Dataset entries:
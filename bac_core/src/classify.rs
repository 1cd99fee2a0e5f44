//! Impairment classification of a BAC value.

use serde::{Deserialize, Serialize};

/// Legal driving limit in most US jurisdictions
pub const LEGAL_LIMIT: f64 = 0.08;

/// Upper (exclusive) bound of the MILD band
pub const MILD_LIMIT: f64 = 0.03;

/// Discrete impairment level
#[derive(Clone, Copy, Debug, Serialize, Deserialize, PartialEq, Eq, PartialOrd, Ord)]
#[serde(rename_all = "snake_case")]
pub enum ImpairmentLevel {
    Sober,
    Mild,
    Impaired,
    Intoxicated,
}

impl ImpairmentLevel {
    pub fn label(&self) -> &'static str {
        match self {
            ImpairmentLevel::Sober => "Sober",
            ImpairmentLevel::Mild => "Mild",
            ImpairmentLevel::Impaired => "Impaired",
            ImpairmentLevel::Intoxicated => "Intoxicated",
        }
    }

    /// Fixed advisory text for this level
    pub fn message(&self) -> &'static str {
        match self {
            ImpairmentLevel::Sober => "You are sober. Stay safe!",
            ImpairmentLevel::Mild => {
                "Slight euphoria and talkativeness. Coordination may be slightly impaired."
            }
            ImpairmentLevel::Impaired => {
                "Impaired judgment and coordination. DO NOT drive or operate machinery."
            }
            ImpairmentLevel::Intoxicated => {
                "Legally intoxicated. Severe impairment. Seek assistance if needed."
            }
        }
    }

    pub fn is_over_legal_limit(&self) -> bool {
        *self == ImpairmentLevel::Intoxicated
    }
}

/// Map a BAC value to its level. Total: every input maps to exactly one level.
///
/// Zero, negative and NaN inputs are SOBER.
pub fn classify(bac: f64) -> ImpairmentLevel {
    if bac.is_nan() || bac <= 0.0 {
        ImpairmentLevel::Sober
    } else if bac < MILD_LIMIT {
        ImpairmentLevel::Mild
    } else if bac < LEGAL_LIMIT {
        ImpairmentLevel::Impaired
    } else {
        ImpairmentLevel::Intoxicated
    }
}

/// Named target levels offered by the drink planner
#[derive(Clone, Copy, Debug, Serialize, Deserialize, PartialEq, Eq)]
#[serde(rename_all = "snake_case")]
pub enum TargetLevel {
    Light,
    Moderate,
    Strong,
}

impl TargetLevel {
    pub const ALL: [TargetLevel; 3] = [TargetLevel::Light, TargetLevel::Moderate, TargetLevel::Strong];

    pub fn bac(self) -> f64 {
        match self {
            TargetLevel::Light => 0.03,
            TargetLevel::Moderate => 0.06,
            TargetLevel::Strong => 0.09,
        }
    }

    pub fn label(self) -> &'static str {
        match self {
            TargetLevel::Light => "Light",
            TargetLevel::Moderate => "Moderate",
            TargetLevel::Strong => "Strong",
        }
    }

    pub fn parse(input: &str) -> Option<Self> {
        match input.trim().to_ascii_lowercase().as_str() {
            "light" => Some(TargetLevel::Light),
            "moderate" => Some(TargetLevel::Moderate),
            "strong" => Some(TargetLevel::Strong),
            _ => None,
        }
    }
}
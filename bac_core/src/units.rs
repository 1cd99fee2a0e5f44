//! Volume/strength to standard-drink conversion.

/// Pure ethanol in one US standard drink, in fluid ounces
pub const STANDARD_DRINK_OZ: f64 = 0.6;

/// Convert a drink's volume and ABV into a standard-drink count
///
/// Returns 0 for non-finite or non-positive inputs; never fails.
pub fn standard_drinks_for(volume_oz: f64, abv_percent: f64) -> f64 {
    if !volume_oz.is_finite() || !abv_percent.is_finite() {
        return 0.0;
    }
    if volume_oz <= 0.0 || abv_percent <= 0.0 {
        return 0.0;
    }
    (volume_oz * abv_percent / 100.0) / STANDARD_DRINK_OZ
}

#[cfg(test)]
mod tests {
    use super::*;

    fn within_one_percent(actual: f64, expected: f64) -> bool {
        ((actual - expected) / expected).abs() <= 0.01
    }

    #[test]
    fn test_canonical_standard_drinks() {
        assert!(within_one_percent(standard_drinks_for(12.0, 5.0), 1.0));
        assert!(within_one_percent(standard_drinks_for(5.0, 12.0), 1.0));
        assert!(within_one_percent(standard_drinks_for(1.5, 40.0), 1.0));
    }

    #[test]
    fn test_double_shot() {
        assert!(within_one_percent(standard_drinks_for(3.0, 40.0), 2.0));
    }

    #[test]
    fn test_degenerate_inputs_yield_zero() {
        assert_eq!(standard_drinks_for(0.0, 5.0), 0.0);
        assert_eq!(standard_drinks_for(12.0, 0.0), 0.0);
        assert_eq!(standard_drinks_for(-12.0, 5.0), 0.0);
        assert_eq!(standard_drinks_for(12.0, -5.0), 0.0);
        assert_eq!(standard_drinks_for(f64::NAN, 5.0), 0.0);
        assert_eq!(standard_drinks_for(12.0, f64::INFINITY), 0.0);
    }
}
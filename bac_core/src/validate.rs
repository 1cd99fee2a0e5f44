//! Input bounds checks and post-hoc sanity checks on engine output.
//!
//! Every user-supplied value passes through here before it reaches the
//! decay model. Rejections are structured [`ValidationError`]s, never panics.

use crate::error::{Bound, ComputationAnomaly, ValidationError, ValidationResult};
use crate::{Gender, UserProfile};

pub const MIN_WEIGHT_LBS: f64 = 50.0;
pub const MAX_WEIGHT_LBS: f64 = 500.0;
pub const MAX_VOLUME_OZ: f64 = 100.0;
pub const MAX_ABV_PERCENT: f64 = 100.0;
/// Plausibility guard, not a physical limit
pub const MAX_ESTIMATE_DRINKS: f64 = 50.0;
pub const MAX_ESTIMATE_HOURS: f64 = 72.0;
/// Largest BAC the engine will hand to a display
pub const MAX_PLAUSIBLE_BAC: f64 = 0.5;

/// Parse a free-form numeric field
pub fn parse_number(field: &'static str, input: &str) -> ValidationResult<f64> {
    let trimmed = input.trim();
    match trimmed.parse::<f64>() {
        Ok(value) if value.is_finite() => Ok(value),
        _ => Err(ValidationError::NonNumeric {
            field,
            input: input.to_string(),
        }),
    }
}

pub fn validate_weight(weight_lbs: f64) -> ValidationResult {
    if weight_lbs.is_nan() {
        return Err(ValidationError::NonNumeric {
            field: "Weight",
            input: weight_lbs.to_string(),
        });
    }
    if weight_lbs < MIN_WEIGHT_LBS {
        return Err(ValidationError::WeightOutOfRange {
            weight: weight_lbs,
            bound: Bound::AtLeast(MIN_WEIGHT_LBS),
        });
    }
    if weight_lbs > MAX_WEIGHT_LBS {
        return Err(ValidationError::WeightOutOfRange {
            weight: weight_lbs,
            bound: Bound::AtMost(MAX_WEIGHT_LBS),
        });
    }
    Ok(())
}

pub fn validate_profile(profile: &UserProfile) -> ValidationResult {
    validate_weight(profile.weight_lbs)
}

/// Build a profile from raw setup-form input
pub fn validate_profile_input(gender: Option<&str>, weight: &str) -> ValidationResult<UserProfile> {
    let gender = gender
        .and_then(Gender::parse)
        .ok_or(ValidationError::MissingGender)?;
    let weight_lbs = parse_number("Weight", weight)?;

    let profile = UserProfile { gender, weight_lbs };
    validate_profile(&profile)?;
    Ok(profile)
}

/// Check a custom drink's volume and ABV
pub fn validate_drink_input(volume_oz: f64, abv_percent: f64) -> ValidationResult {
    if volume_oz.is_nan() || volume_oz <= 0.0 {
        return Err(ValidationError::VolumeOutOfRange {
            volume_oz,
            bound: Bound::GreaterThan(0.0),
        });
    }
    if volume_oz > MAX_VOLUME_OZ {
        return Err(ValidationError::VolumeOutOfRange {
            volume_oz,
            bound: Bound::AtMost(MAX_VOLUME_OZ),
        });
    }
    if abv_percent.is_nan() || abv_percent <= 0.0 {
        return Err(ValidationError::AbvOutOfRange {
            abv_percent,
            bound: Bound::GreaterThan(0.0),
        });
    }
    if abv_percent > MAX_ABV_PERCENT {
        return Err(ValidationError::AbvOutOfRange {
            abv_percent,
            bound: Bound::AtMost(MAX_ABV_PERCENT),
        });
    }
    Ok(())
}

/// Check a saved custom drink, including its name
pub fn validate_custom_drink(name: &str, volume_oz: f64, abv_percent: f64) -> ValidationResult {
    if name.trim().is_empty() {
        return Err(ValidationError::MissingName);
    }
    validate_drink_input(volume_oz, abv_percent)
}

/// Check one-shot estimate inputs
pub fn validate_estimate(drinks: f64, hours: f64) -> ValidationResult {
    if drinks.is_nan() || drinks < 0.0 {
        return Err(ValidationError::EstimateDrinksOutOfRange {
            drinks,
            bound: Bound::AtLeast(0.0),
        });
    }
    if drinks > MAX_ESTIMATE_DRINKS {
        return Err(ValidationError::EstimateDrinksOutOfRange {
            drinks,
            bound: Bound::AtMost(MAX_ESTIMATE_DRINKS),
        });
    }
    validate_hours(hours)
}

fn validate_hours(hours: f64) -> ValidationResult {
    if hours.is_nan() || hours < 0.0 {
        return Err(ValidationError::EstimateHoursOutOfRange {
            hours,
            bound: Bound::AtLeast(0.0),
        });
    }
    if hours > MAX_ESTIMATE_HOURS {
        return Err(ValidationError::EstimateHoursOutOfRange {
            hours,
            bound: Bound::AtMost(MAX_ESTIMATE_HOURS),
        });
    }
    Ok(())
}

/// Check drink-planner inputs: a reachable target BAC and a drinking window
pub fn validate_target(target_bac: f64, hours: f64) -> ValidationResult {
    if target_bac.is_nan() || target_bac <= 0.0 {
        return Err(ValidationError::TargetBacOutOfRange {
            target_bac,
            bound: Bound::GreaterThan(0.0),
        });
    }
    if target_bac > MAX_PLAUSIBLE_BAC {
        return Err(ValidationError::TargetBacOutOfRange {
            target_bac,
            bound: Bound::AtMost(MAX_PLAUSIBLE_BAC),
        });
    }
    validate_hours(hours)
}

/// Post-hoc envelope check: finite, >= 0 and <= 0.5
pub fn check_bac(value: f64) -> Result<f64, ComputationAnomaly> {
    if value.is_finite() && (0.0..=MAX_PLAUSIBLE_BAC).contains(&value) {
        Ok(value)
    } else {
        Err(ComputationAnomaly {
            value,
            max: MAX_PLAUSIBLE_BAC,
        })
    }
}

/// Apply [`check_bac`], replacing an anomalous value with the safe zero
pub fn sanitize_bac(value: f64) -> f64 {
    match check_bac(value) {
        Ok(value) => value,
        Err(anomaly) => {
            tracing::error!("{}; resetting to 0", anomaly);
            0.0
        }
    }
}

#[cfg(test)]
mod tests {
    use super::*;
    use crate::error::ValidationCode;

    #[test]
    fn test_weight_bounds_inclusive() {
        assert!(validate_weight(50.0).is_ok());
        assert!(validate_weight(500.0).is_ok());
        assert!(validate_weight(180.0).is_ok());
    }

    #[test]
    fn test_weight_out_of_range_echoes_bound() {
        let err = validate_weight(-10.0).unwrap_err();
        assert_eq!(err.code(), ValidationCode::WeightOutOfRange);
        assert!(err.to_string().contains("at least 50"));

        let err = validate_weight(501.0).unwrap_err();
        assert_eq!(err.code(), ValidationCode::WeightOutOfRange);
        assert!(err.to_string().contains("at most 500"));
    }

    #[test]
    fn test_profile_input_rejects_non_numeric_weight() {
        let err = validate_profile_input(Some("male"), "abc").unwrap_err();
        assert_eq!(err.code(), ValidationCode::NonNumeric);
        assert!(err.to_string().contains("abc"));
    }

    #[test]
    fn test_profile_input_rejects_negative_weight() {
        let err = validate_profile_input(Some("female"), "-10").unwrap_err();
        assert_eq!(err.code(), ValidationCode::WeightOutOfRange);
    }

    #[test]
    fn test_profile_input_requires_gender() {
        let err = validate_profile_input(None, "150").unwrap_err();
        assert_eq!(err, ValidationError::MissingGender);
        let err = validate_profile_input(Some("robot"), "150").unwrap_err();
        assert_eq!(err, ValidationError::MissingGender);
    }

    #[test]
    fn test_profile_input_accepts_valid() {
        let profile = validate_profile_input(Some("Male"), " 180 ").unwrap();
        assert_eq!(profile.gender, Gender::Male);
        assert_eq!(profile.weight_lbs, 180.0);
    }

    #[test]
    fn test_drink_input_ranges() {
        assert!(validate_drink_input(12.0, 5.0).is_ok());
        assert!(validate_drink_input(100.0, 100.0).is_ok());

        assert_eq!(
            validate_drink_input(0.0, 5.0).unwrap_err().code(),
            ValidationCode::VolumeOutOfRange
        );
        assert_eq!(
            validate_drink_input(100.5, 5.0).unwrap_err().code(),
            ValidationCode::VolumeOutOfRange
        );
        assert_eq!(
            validate_drink_input(12.0, 0.0).unwrap_err().code(),
            ValidationCode::AbvOutOfRange
        );
        assert_eq!(
            validate_drink_input(12.0, 101.0).unwrap_err().code(),
            ValidationCode::AbvOutOfRange
        );
        assert_eq!(
            validate_drink_input(f64::NAN, 5.0).unwrap_err().code(),
            ValidationCode::VolumeOutOfRange
        );
    }

    #[test]
    fn test_custom_drink_needs_name() {
        assert_eq!(
            validate_custom_drink("  ", 12.0, 5.0).unwrap_err(),
            ValidationError::MissingName
        );
        assert!(validate_custom_drink("IPA", 16.0, 6.5).is_ok());
    }

    #[test]
    fn test_estimate_ranges() {
        assert!(validate_estimate(0.0, 0.0).is_ok());
        assert!(validate_estimate(50.0, 72.0).is_ok());
        assert_eq!(
            validate_estimate(-1.0, 2.0).unwrap_err().code(),
            ValidationCode::EstimateDrinksOutOfRange
        );
        assert_eq!(
            validate_estimate(51.0, 2.0).unwrap_err().code(),
            ValidationCode::EstimateDrinksOutOfRange
        );
        assert_eq!(
            validate_estimate(4.0, 73.0).unwrap_err().code(),
            ValidationCode::EstimateHoursOutOfRange
        );
    }

    #[test]
    fn test_sanity_envelope() {
        assert_eq!(check_bac(0.0), Ok(0.0));
        assert_eq!(check_bac(0.5), Ok(0.5));
        assert!(check_bac(0.51).is_err());
        assert!(check_bac(-0.001).is_err());
        assert!(check_bac(f64::NAN).is_err());
        assert!(check_bac(f64::INFINITY).is_err());
    }

    #[test]
    fn test_sanitize_resets_anomaly_to_zero() {
        assert_eq!(sanitize_bac(0.6), 0.0);
        assert_eq!(sanitize_bac(f64::NAN), 0.0);
        assert_eq!(sanitize_bac(0.042), 0.042);
    }

    #[test]
    fn test_target_ranges() {
        assert!(validate_target(0.08, 3.0).is_ok());
        assert!(validate_target(0.5, 0.0).is_ok());
        assert_eq!(
            validate_target(0.0, 3.0).unwrap_err().code(),
            ValidationCode::TargetBacOutOfRange
        );
        assert_eq!(
            validate_target(0.6, 3.0).unwrap_err().code(),
            ValidationCode::TargetBacOutOfRange
        );
        assert_eq!(
            validate_target(0.06, 80.0).unwrap_err().code(),
            ValidationCode::EstimateHoursOutOfRange
        );
    }
}
//! Built-in catalog of common drinks.
//!
//! Presets carry a volume and ABV; the standard-drink count is always derived
//! through the unit converter rather than stored.

use crate::{units, validate, DrinkEvent};
use chrono::{DateTime, Utc};
use once_cell::sync::Lazy;

/// A named drink with typical serving size and strength
#[derive(Clone, Debug, PartialEq)]
pub struct DrinkPreset {
    pub id: &'static str,
    pub name: &'static str,
    pub volume_oz: f64,
    pub abv_percent: f64,
}

impl DrinkPreset {
    pub fn standard_drinks(&self) -> f64 {
        units::standard_drinks_for(self.volume_oz, self.abv_percent)
    }

    /// A drink event for this preset logged at `at`
    pub fn to_event(&self, at: DateTime<Utc>) -> DrinkEvent {
        DrinkEvent::from_volume(self.name, self.volume_oz, self.abv_percent, at)
    }
}

/// The preset logged when the user asks for "a drink" without details
pub const DEFAULT_PRESET_ID: &str = "beer";

static PRESETS: Lazy<Vec<DrinkPreset>> = Lazy::new(|| {
    vec![
        preset("beer", "Beer", 12.0, 5.0),
        preset("light_beer", "Light Beer", 12.0, 4.2),
        preset("wine", "Wine", 5.0, 12.0),
        preset("shot", "Shot", 1.5, 40.0),
        preset("mixed_drink", "Mixed Drink", 4.0, 15.0),
        preset("cocktail", "Cocktail", 3.0, 20.0),
        preset("hard_seltzer", "Hard Seltzer", 12.0, 5.0),
        preset("malt_liquor", "Malt Liquor", 12.0, 7.0),
        preset("craft_beer", "Craft Beer", 12.0, 7.0),
        preset("champagne", "Champagne", 5.0, 12.0),
    ]
});

fn preset(id: &'static str, name: &'static str, volume_oz: f64, abv_percent: f64) -> DrinkPreset {
    DrinkPreset {
        id,
        name,
        volume_oz,
        abv_percent,
    }
}

/// All presets, in display order
pub fn presets() -> &'static [DrinkPreset] {
    &PRESETS
}

/// Look up a preset by id or display name, case-insensitively
pub fn find_preset(key: &str) -> Option<&'static DrinkPreset> {
    let key = key.trim().to_lowercase().replace([' ', '-'], "_");
    PRESETS
        .iter()
        .find(|p| p.id == key || p.name.to_lowercase().replace(' ', "_") == key)
}

/// Check every preset against the custom-drink validator
///
/// Returns a list of problems (empty when valid).
pub fn validate_presets(presets: &[DrinkPreset]) -> Vec<String> {
    let mut errors = Vec::new();
    let mut seen = std::collections::HashSet::new();

    for p in presets {
        if !seen.insert(p.id) {
            errors.push(format!("Duplicate preset id: {}", p.id));
        }
        if let Err(e) = validate::validate_custom_drink(p.name, p.volume_oz, p.abv_percent) {
            errors.push(format!("Preset {}: {}", p.id, e));
        }
    }

    errors
}

#[cfg(test)]
mod tests {
    use super::*;

    #[test]
    fn test_catalog_loads() {
        assert_eq!(presets().len(), 10);
    }

    #[test]
    fn test_default_catalog_validates() {
        let errors = validate_presets(presets());
        assert!(errors.is_empty(), "Preset validation errors: {:?}", errors);
    }

    #[test]
    fn test_duplicate_ids_detected() {
        let dupes = vec![
            preset("beer", "Beer", 12.0, 5.0),
            preset("beer", "Other Beer", 16.0, 5.0),
            preset("bad", "Bad", 0.0, 5.0),
        ];
        let errors = validate_presets(&dupes);
        assert_eq!(errors.len(), 2);
    }

    #[test]
    fn test_find_preset_is_forgiving() {
        assert_eq!(find_preset("BEER").map(|p| p.id), Some("beer"));
        assert_eq!(find_preset("Light Beer").map(|p| p.id), Some("light_beer"));
        assert_eq!(find_preset("hard-seltzer").map(|p| p.id), Some("hard_seltzer"));
        assert!(find_preset("moonshine").is_none());
    }

    #[test]
    fn test_canonical_presets_are_one_standard_drink() {
        for id in ["beer", "wine", "shot"] {
            let p = find_preset(id).unwrap();
            assert!((p.standard_drinks() - 1.0).abs() < 0.01, "{} off", id);
        }
    }

    #[test]
    fn test_to_event_carries_volume() {
        let event = find_preset(DEFAULT_PRESET_ID).unwrap().to_event(Utc::now());
        assert_eq!(event.name, "Beer");
        assert_eq!(event.volume_oz, Some(12.0));
        assert!(event.timestamp.is_some());
    }
}
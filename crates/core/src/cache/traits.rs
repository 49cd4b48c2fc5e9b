use async_trait::async_trait;

use crate::league::League;
use crate::schedule::ScheduleRecord;

use super::FetchError;

/// Source of schedule records for the cache to refresh from.
#[async_trait]
pub trait ScheduleSource: Send + Sync {
    /// Fetches the complete current schedule for a league.
    async fn fetch(&self, league: League) -> Result<Vec<ScheduleRecord>, FetchError>;
}
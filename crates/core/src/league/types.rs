use std::fmt;
use std::str::FromStr;

use chrono::Duration;
use serde::{Deserialize, Serialize};

use super::LeagueError;

/// A league whose schedule is published as a calendar feed.
#[derive(Debug, Clone, Copy, PartialEq, Eq, Hash, PartialOrd, Ord, Serialize, Deserialize)]
#[serde(rename_all = "lowercase")]
pub enum League {
    Nfl,
    Nba,
}

impl League {
    /// Every supported league, in feed listing order.
    pub const ALL: [League; 2] = [League::Nfl, League::Nba];

    /// Returns the lowercase key used in URLs and cache logs.
    pub fn as_str(&self) -> &'static str {
        match self {
            League::Nfl => "nfl",
            League::Nba => "nba",
        }
    }

    /// Returns the upstream sport path segment for this league.
    pub fn sport_path(&self) -> &'static str {
        match self {
            League::Nfl => "football",
            League::Nba => "basketball",
        }
    }

    /// Returns the approximate length of a game, used as the event duration.
    pub fn game_length(&self) -> Duration {
        match self {
            League::Nfl => Duration::hours(3),
            League::Nba => Duration::minutes(150),
        }
    }

    /// Returns the iCalendar `PRODID` for this league's feed.
    pub fn prodid(&self) -> String {
        format!(
            "-//Homepage Sports Calendar//{}//EN",
            self.as_str().to_uppercase()
        )
    }

    /// Returns the feed path served for this league (e.g. `/nfl.ics`).
    pub fn feed_path(&self) -> String {
        format!("/{}.ics", self.as_str())
    }
}

impl fmt::Display for League {
    fn fmt(&self, f: &mut fmt::Formatter<'_>) -> fmt::Result {
        f.write_str(self.as_str())
    }
}

impl FromStr for League {
    type Err = LeagueError;

    fn from_str(s: &str) -> Result<Self, Self::Err> {
        match s.trim().to_ascii_lowercase().as_str() {
            "nfl" => Ok(League::Nfl),
            "nba" => Ok(League::Nba),
            _ => Err(LeagueError::Unknown(s.to_string())),
        }
    }
}

#[cfg(test)]
mod tests {
    use super::*;

    #[test]
    fn test_parse_known_leagues() {
        assert_eq!("nfl".parse::<League>(), Ok(League::Nfl));
        assert_eq!("NBA".parse::<League>(), Ok(League::Nba));
        assert_eq!(" nfl ".parse::<League>(), Ok(League::Nfl));
    }

    #[test]
    fn test_parse_unknown_league() {
        assert_eq!(
            "mlb".parse::<League>(),
            Err(LeagueError::Unknown("mlb".to_string()))
        );
        assert!("".parse::<League>().is_err());
    }

    #[test]
    fn test_display_round_trips_through_from_str() {
        for league in League::ALL {
            assert_eq!(league.to_string().parse::<League>(), Ok(league));
        }
    }

    #[test]
    fn test_sport_paths() {
        assert_eq!(League::Nfl.sport_path(), "football");
        assert_eq!(League::Nba.sport_path(), "basketball");
    }

    #[test]
    fn test_game_length() {
        assert_eq!(League::Nfl.game_length(), Duration::minutes(180));
        assert_eq!(League::Nba.game_length(), Duration::minutes(150));
    }

    #[test]
    fn test_prodid_and_feed_path() {
        assert_eq!(League::Nfl.prodid(), "-//Homepage Sports Calendar//NFL//EN");
        assert_eq!(League::Nba.feed_path(), "/nba.ics");
    }

    #[test]
    fn test_serde_uses_lowercase_keys() {
        let json = serde_json::to_string(&League::Nba).unwrap();
        assert_eq!(json, "\"nba\"");
    }
}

## Task details:
Of all the entries above, how many lines contain "filename"? Give the number alone.

## Task output:
5